From the entries below, transcribe exactly the lines between the line holding "and any stage" and the line holding "use crate::response::classify;", inclusive; skip all other lines.
──────── DATASET ENTRIES
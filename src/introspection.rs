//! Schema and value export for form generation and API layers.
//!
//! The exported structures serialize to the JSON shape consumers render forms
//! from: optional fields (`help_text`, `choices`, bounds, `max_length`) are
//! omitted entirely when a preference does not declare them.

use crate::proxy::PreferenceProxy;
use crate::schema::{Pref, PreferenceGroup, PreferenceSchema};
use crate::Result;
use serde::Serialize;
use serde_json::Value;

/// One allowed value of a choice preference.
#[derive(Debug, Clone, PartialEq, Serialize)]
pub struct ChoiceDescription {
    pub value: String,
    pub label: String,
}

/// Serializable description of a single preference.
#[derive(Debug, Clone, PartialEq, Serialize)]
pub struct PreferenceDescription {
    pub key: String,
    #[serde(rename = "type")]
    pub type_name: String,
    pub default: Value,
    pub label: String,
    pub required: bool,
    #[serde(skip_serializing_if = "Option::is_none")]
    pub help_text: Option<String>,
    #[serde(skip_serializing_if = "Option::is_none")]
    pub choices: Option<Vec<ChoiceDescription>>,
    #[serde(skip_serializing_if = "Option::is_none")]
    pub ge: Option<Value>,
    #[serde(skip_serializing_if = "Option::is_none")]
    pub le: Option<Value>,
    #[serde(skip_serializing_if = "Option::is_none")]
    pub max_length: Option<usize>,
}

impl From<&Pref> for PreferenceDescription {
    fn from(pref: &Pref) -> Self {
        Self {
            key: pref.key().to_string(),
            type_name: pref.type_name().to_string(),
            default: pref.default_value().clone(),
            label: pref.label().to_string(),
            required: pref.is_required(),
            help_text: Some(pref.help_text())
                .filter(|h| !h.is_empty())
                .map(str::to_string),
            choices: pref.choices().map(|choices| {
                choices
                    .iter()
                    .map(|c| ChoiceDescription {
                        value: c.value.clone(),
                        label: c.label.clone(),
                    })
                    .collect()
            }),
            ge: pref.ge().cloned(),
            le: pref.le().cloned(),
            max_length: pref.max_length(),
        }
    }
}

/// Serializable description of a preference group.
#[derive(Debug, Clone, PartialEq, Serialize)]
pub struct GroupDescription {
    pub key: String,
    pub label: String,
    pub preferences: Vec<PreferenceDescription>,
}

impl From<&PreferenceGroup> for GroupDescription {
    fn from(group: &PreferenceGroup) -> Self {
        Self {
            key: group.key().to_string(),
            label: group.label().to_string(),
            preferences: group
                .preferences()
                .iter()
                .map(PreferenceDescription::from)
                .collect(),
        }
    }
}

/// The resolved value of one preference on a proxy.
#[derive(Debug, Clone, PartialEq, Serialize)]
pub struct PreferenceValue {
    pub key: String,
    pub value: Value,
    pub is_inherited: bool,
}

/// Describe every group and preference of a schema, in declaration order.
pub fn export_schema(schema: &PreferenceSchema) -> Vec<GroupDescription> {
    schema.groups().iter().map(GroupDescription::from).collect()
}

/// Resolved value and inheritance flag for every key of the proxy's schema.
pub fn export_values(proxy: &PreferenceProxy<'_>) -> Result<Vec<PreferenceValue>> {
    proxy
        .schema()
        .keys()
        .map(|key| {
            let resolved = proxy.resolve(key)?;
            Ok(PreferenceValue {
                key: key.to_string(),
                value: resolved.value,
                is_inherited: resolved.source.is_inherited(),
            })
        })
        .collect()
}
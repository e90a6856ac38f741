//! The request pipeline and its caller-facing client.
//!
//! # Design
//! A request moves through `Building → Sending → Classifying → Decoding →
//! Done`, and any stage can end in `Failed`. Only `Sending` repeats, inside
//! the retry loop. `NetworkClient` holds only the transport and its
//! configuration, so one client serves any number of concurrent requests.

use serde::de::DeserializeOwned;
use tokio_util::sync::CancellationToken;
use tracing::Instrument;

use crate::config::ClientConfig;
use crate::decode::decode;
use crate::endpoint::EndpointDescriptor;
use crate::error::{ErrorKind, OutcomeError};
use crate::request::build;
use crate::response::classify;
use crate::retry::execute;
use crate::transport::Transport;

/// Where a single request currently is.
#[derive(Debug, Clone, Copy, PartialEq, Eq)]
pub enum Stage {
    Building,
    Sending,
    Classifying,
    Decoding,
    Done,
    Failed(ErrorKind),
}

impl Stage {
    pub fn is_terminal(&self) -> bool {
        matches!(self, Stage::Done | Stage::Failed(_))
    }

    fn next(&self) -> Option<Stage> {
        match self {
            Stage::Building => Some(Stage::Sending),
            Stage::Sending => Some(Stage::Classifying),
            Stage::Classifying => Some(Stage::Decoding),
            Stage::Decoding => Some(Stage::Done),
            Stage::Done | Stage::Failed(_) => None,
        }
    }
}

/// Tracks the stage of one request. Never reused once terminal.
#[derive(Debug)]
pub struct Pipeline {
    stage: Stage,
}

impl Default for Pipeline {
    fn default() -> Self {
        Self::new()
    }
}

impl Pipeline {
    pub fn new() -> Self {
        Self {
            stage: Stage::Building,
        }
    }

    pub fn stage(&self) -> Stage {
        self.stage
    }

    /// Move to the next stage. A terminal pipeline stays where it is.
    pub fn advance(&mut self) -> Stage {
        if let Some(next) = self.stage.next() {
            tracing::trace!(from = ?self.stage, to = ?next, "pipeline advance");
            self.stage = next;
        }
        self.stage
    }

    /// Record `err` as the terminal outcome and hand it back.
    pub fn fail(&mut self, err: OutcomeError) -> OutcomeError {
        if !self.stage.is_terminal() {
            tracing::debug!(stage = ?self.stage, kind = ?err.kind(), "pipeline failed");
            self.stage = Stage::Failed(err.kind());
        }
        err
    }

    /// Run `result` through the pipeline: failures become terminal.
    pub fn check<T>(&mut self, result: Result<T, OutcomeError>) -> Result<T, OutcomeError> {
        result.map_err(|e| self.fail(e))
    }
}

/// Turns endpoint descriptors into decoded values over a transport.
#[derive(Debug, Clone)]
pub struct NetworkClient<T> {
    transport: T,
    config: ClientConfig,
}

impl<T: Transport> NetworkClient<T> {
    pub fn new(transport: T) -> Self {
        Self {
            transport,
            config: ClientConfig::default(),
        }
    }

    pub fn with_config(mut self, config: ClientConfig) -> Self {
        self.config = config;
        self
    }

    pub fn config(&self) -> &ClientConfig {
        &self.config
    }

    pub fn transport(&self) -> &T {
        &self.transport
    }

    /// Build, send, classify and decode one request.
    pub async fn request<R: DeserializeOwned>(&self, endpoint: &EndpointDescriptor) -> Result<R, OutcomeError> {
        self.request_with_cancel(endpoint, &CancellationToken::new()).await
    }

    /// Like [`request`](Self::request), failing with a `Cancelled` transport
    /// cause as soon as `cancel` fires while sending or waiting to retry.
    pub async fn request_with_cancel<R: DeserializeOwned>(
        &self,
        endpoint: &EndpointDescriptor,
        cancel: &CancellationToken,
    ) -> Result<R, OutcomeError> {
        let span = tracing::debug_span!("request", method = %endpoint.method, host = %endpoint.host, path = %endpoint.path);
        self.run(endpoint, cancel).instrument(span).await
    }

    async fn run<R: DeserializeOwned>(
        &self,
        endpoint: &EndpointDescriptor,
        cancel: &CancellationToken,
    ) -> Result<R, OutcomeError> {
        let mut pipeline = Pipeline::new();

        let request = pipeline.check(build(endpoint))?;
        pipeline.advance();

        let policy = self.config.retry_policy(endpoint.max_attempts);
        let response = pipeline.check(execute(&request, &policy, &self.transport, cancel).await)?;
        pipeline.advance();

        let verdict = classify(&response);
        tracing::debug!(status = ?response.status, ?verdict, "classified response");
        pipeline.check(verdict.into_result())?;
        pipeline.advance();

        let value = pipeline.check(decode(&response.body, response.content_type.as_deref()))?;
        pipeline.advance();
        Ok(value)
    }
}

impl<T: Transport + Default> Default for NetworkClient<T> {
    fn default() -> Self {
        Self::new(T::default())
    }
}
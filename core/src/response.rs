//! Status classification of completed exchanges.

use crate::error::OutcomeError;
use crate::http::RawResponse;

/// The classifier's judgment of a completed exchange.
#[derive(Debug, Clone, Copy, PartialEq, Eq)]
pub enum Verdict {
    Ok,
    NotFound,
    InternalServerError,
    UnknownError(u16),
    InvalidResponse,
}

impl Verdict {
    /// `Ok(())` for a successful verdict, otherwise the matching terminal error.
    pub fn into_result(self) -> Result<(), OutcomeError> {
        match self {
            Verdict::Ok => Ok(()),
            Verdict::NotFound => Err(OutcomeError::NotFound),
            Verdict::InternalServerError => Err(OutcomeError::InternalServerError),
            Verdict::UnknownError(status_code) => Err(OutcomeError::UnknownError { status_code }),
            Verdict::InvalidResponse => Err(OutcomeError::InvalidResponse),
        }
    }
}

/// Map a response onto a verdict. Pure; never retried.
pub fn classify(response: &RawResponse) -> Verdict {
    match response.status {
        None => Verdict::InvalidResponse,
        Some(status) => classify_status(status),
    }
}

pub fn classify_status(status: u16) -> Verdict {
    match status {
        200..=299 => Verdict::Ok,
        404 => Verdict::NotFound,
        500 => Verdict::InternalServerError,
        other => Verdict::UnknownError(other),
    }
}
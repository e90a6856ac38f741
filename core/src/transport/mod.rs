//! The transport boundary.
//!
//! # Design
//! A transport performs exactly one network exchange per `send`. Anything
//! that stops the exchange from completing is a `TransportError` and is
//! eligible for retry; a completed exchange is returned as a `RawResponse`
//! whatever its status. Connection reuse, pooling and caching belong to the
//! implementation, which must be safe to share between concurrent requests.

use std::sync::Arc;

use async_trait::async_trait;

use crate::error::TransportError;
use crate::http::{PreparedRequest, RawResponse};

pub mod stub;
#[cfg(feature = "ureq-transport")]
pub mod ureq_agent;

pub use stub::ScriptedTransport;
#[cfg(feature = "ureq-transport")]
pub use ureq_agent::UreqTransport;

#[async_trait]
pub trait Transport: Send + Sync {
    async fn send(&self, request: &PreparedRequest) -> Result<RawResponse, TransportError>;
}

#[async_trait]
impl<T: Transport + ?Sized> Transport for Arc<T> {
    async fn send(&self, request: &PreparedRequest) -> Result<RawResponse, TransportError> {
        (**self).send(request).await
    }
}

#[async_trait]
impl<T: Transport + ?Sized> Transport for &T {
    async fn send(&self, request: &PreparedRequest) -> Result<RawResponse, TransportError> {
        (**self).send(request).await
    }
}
────────────────
» **YOUR SOLUTION**
//! Done`, and any stage can end in `Failed`. Only `Sending` repeats, inside
//! the retry loop. `NetworkClient` holds only the transport and its
//! configuration, so one client serves any number of concurrent requests.

use serde::de::DeserializeOwned;
use tokio_util::sync::CancellationToken;
use tracing::Instrument;

use crate::config::ClientConfig;
use crate::decode::decode;
use crate::endpoint::EndpointDescriptor;
use crate::error::{ErrorKind, OutcomeError};
use crate::request::build;
use crate::response::classify;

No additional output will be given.